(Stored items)
= = = =

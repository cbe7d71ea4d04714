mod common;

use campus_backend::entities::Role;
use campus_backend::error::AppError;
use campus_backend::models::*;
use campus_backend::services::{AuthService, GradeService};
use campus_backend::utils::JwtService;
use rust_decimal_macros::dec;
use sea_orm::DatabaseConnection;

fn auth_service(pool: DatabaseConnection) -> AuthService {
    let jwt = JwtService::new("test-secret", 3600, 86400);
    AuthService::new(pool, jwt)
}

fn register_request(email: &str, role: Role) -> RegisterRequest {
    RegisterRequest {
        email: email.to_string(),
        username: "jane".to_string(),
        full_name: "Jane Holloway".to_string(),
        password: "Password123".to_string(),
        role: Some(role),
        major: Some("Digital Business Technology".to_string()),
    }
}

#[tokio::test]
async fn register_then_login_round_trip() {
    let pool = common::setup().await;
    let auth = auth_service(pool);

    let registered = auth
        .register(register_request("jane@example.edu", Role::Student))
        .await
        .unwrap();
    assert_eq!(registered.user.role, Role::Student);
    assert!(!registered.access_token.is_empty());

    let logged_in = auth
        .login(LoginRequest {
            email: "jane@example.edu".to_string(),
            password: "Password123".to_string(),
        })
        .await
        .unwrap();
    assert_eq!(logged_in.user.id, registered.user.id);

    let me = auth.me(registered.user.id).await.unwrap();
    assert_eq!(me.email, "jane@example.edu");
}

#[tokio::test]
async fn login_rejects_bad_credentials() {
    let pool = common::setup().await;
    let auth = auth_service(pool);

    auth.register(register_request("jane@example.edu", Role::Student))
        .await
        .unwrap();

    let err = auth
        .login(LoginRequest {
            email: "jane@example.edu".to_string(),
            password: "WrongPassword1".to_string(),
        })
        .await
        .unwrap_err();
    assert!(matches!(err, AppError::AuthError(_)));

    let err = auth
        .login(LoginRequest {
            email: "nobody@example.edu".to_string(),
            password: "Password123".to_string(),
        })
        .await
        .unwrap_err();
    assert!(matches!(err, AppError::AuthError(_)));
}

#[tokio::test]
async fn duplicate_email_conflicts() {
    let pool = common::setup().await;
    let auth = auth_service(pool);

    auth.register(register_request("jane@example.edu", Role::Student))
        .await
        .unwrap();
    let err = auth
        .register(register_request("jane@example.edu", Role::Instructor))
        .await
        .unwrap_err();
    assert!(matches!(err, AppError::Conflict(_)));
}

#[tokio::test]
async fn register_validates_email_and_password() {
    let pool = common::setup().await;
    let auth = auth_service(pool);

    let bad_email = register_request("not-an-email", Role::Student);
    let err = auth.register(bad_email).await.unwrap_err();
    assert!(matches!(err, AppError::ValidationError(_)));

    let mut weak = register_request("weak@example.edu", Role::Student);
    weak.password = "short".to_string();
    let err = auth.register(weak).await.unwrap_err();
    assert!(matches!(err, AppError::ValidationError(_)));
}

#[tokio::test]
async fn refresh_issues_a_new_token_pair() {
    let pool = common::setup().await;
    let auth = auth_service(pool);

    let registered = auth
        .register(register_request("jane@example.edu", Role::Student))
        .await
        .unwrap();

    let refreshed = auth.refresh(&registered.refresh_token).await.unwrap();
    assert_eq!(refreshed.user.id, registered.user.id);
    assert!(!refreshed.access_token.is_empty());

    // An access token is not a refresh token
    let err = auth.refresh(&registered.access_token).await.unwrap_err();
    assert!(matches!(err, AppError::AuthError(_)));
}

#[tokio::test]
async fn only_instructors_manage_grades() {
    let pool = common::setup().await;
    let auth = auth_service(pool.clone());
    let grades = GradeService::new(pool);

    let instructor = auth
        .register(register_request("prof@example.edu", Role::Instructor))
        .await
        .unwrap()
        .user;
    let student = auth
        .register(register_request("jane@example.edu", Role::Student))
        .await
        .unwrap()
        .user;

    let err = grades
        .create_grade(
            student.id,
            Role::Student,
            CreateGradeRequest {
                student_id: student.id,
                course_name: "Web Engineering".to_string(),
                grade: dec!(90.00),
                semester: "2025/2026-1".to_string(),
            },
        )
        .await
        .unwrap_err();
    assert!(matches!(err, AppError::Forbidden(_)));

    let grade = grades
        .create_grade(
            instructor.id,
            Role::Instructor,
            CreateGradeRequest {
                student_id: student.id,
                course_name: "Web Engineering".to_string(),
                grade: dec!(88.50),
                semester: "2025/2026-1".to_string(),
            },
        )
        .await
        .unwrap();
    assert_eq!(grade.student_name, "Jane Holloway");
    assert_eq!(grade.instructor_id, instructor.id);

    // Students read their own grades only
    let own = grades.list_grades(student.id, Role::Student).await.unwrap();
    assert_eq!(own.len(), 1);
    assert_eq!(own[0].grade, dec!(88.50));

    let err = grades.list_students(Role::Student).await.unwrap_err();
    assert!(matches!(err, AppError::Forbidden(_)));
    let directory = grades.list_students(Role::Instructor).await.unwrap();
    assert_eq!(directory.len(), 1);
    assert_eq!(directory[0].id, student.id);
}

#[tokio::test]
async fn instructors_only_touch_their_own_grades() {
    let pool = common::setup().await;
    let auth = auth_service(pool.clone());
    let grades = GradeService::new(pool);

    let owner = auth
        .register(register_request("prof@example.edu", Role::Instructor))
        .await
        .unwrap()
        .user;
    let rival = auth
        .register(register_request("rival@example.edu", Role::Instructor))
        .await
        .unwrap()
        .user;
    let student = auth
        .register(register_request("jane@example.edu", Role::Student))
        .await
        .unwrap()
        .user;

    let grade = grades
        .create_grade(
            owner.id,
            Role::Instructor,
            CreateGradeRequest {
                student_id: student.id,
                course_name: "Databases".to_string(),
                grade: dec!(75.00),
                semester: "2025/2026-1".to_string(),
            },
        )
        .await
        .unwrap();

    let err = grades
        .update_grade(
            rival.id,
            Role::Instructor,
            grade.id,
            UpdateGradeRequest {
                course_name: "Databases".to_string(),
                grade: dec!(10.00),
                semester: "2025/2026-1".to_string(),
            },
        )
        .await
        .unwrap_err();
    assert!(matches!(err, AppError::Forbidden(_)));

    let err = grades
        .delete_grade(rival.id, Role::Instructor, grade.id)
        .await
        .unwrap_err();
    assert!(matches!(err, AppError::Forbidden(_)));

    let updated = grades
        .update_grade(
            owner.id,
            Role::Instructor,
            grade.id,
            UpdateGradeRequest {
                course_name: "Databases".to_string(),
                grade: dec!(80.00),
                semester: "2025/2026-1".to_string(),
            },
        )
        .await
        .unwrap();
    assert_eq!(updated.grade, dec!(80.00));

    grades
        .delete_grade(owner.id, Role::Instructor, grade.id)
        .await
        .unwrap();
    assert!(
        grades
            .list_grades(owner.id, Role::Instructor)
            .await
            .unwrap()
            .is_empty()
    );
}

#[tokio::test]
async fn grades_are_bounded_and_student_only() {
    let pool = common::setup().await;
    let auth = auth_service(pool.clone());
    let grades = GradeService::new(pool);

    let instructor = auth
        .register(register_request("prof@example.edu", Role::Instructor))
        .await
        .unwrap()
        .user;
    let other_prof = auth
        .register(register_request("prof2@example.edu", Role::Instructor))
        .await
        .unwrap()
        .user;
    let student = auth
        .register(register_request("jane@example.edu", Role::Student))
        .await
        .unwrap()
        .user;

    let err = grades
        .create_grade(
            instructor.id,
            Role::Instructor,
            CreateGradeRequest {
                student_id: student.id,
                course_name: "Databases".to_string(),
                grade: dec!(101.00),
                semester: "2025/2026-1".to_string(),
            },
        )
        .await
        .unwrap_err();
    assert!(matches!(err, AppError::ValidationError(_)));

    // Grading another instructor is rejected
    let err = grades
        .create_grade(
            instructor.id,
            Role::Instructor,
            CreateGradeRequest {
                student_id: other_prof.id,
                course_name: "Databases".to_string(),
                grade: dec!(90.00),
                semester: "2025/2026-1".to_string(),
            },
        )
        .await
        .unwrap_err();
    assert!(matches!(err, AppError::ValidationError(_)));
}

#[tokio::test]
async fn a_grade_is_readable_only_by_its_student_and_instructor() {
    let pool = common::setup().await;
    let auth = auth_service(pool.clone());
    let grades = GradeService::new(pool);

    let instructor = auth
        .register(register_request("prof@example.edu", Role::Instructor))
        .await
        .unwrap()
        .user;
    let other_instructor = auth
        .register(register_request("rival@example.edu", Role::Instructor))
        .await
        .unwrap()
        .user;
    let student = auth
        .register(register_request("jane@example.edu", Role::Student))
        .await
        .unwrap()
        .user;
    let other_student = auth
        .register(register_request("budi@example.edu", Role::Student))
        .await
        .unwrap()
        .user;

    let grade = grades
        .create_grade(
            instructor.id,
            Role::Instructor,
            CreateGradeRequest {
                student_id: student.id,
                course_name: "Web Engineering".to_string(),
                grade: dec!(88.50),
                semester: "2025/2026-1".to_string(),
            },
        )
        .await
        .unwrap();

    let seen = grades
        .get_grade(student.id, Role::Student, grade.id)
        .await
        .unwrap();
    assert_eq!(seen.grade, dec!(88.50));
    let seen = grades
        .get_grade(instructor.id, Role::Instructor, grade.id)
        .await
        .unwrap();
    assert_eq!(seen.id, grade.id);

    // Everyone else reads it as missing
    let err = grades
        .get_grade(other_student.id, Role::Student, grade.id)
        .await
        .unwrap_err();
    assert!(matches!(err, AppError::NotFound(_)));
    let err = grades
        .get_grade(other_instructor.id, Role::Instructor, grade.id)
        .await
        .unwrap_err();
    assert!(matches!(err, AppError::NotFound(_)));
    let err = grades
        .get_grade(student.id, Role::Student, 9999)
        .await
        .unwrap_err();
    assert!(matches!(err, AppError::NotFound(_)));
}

= = = =

Your answer should consist of every line from the entries that holds "Holloway".

        full_name: "Jane Holloway".to_string(),
    assert_eq!(grade.student_name, "Jane Holloway");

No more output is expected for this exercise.